__TASK TO COMPLETE__. List the lines of this listing that hold the word "TargetRef".

=== Section Start ===

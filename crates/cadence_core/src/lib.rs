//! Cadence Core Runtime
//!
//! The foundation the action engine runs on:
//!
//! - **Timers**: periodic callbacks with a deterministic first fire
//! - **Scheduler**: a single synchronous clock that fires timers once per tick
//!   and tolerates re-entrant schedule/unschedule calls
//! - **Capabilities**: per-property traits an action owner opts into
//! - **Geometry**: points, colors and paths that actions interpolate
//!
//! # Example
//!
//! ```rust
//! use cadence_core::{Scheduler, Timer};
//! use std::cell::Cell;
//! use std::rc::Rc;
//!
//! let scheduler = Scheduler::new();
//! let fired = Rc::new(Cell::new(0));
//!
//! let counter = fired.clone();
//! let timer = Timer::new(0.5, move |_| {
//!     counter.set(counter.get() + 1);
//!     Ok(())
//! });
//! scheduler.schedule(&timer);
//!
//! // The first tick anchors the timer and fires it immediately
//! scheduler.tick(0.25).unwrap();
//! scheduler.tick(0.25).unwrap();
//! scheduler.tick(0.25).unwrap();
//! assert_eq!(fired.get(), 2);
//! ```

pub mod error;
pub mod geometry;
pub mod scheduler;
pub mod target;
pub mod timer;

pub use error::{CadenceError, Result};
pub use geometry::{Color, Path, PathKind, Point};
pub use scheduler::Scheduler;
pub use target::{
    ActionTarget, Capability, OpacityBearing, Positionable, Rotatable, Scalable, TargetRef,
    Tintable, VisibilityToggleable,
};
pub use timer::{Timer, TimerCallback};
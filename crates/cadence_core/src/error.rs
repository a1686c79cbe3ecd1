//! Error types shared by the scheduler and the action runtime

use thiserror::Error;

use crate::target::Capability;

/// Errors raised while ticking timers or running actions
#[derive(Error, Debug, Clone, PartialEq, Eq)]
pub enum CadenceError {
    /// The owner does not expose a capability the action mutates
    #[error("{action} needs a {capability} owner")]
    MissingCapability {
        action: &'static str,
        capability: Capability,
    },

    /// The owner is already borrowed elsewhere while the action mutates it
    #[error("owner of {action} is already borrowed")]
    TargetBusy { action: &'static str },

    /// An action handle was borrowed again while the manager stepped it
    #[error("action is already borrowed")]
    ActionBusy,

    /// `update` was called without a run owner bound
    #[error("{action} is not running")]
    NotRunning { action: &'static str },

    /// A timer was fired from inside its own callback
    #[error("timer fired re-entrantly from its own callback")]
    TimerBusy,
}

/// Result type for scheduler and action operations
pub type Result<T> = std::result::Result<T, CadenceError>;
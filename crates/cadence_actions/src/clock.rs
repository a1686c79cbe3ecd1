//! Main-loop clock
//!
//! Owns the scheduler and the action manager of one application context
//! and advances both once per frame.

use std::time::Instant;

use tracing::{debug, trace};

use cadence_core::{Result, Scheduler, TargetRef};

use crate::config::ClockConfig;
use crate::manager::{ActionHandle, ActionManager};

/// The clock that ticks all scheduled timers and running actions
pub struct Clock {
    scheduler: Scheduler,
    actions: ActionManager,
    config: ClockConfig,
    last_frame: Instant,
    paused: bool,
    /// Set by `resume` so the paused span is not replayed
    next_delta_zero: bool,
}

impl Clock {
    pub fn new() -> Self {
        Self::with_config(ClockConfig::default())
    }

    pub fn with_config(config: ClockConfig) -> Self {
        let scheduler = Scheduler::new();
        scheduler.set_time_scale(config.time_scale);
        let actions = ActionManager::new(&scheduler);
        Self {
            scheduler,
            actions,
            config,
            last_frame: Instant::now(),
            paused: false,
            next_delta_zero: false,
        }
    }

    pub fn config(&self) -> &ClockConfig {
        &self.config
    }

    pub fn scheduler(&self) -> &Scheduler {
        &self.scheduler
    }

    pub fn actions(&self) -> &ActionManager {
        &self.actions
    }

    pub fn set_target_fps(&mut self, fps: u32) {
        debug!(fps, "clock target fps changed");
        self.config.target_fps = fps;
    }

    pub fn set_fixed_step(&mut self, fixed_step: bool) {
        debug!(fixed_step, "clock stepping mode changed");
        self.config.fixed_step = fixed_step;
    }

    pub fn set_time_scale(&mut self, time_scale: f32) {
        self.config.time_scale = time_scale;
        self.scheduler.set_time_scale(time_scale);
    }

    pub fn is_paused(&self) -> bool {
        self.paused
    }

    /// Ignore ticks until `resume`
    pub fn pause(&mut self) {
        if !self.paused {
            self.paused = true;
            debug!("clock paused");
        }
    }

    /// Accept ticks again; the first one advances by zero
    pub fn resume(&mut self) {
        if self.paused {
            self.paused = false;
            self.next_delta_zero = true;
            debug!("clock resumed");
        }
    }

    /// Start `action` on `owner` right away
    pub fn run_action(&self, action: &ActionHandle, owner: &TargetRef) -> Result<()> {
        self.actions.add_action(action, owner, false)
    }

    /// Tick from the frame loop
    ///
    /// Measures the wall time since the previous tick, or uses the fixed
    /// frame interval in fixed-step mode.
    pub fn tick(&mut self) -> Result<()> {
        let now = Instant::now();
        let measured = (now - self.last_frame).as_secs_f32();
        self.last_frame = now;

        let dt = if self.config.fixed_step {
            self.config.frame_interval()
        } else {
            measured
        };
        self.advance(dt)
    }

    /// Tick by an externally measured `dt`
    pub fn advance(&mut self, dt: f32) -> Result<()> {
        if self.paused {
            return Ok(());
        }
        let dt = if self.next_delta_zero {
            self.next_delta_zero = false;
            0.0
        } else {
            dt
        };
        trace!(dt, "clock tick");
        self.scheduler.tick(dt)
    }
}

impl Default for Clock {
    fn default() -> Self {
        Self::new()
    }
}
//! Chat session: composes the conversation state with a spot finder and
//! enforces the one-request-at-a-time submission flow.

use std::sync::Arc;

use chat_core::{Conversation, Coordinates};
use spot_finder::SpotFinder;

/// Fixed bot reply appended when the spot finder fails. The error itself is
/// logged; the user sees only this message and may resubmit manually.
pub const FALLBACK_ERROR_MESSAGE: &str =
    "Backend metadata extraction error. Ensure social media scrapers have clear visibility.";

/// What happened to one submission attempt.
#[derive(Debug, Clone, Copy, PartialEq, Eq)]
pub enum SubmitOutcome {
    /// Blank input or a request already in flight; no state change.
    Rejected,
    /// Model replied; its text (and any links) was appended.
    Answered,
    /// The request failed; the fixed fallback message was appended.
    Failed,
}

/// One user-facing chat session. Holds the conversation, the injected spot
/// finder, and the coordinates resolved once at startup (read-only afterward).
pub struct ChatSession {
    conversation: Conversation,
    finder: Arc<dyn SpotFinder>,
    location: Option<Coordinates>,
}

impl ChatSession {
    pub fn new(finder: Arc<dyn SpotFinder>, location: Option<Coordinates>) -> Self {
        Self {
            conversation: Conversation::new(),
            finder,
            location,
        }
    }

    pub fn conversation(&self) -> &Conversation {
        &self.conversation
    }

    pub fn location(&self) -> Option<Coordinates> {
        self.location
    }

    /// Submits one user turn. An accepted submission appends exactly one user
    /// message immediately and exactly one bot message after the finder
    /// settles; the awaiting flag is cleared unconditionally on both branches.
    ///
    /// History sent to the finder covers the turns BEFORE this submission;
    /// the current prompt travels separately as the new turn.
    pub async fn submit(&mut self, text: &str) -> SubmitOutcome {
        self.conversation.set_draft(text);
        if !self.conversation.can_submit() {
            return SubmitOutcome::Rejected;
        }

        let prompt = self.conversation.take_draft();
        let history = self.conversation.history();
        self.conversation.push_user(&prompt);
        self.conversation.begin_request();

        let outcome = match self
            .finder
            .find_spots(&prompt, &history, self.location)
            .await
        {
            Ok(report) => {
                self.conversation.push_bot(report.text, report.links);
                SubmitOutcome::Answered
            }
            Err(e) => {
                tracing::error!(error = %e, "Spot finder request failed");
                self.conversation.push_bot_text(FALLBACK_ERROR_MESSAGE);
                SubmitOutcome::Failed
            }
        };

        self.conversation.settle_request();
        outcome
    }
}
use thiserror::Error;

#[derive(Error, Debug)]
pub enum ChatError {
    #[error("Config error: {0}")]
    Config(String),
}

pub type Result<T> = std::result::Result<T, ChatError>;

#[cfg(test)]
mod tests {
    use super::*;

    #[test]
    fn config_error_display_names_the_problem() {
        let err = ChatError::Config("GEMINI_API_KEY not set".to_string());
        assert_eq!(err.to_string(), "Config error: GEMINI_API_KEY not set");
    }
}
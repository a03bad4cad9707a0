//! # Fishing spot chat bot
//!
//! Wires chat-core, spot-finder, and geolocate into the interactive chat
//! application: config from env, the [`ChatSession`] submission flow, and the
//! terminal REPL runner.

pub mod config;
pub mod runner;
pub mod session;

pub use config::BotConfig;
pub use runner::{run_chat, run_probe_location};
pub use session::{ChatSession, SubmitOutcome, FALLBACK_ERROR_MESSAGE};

=== Section End ===

__COMPLETED EXERCISE__.
    ActionTarget, Capability, OpacityBearing, Positionable, Rotatable, Scalable, TargetRef,
use cadence_core::{Result, Scheduler, TargetRef};
    pub fn run_action(&self, action: &ActionHandle, owner: &TargetRef) -> Result<()> {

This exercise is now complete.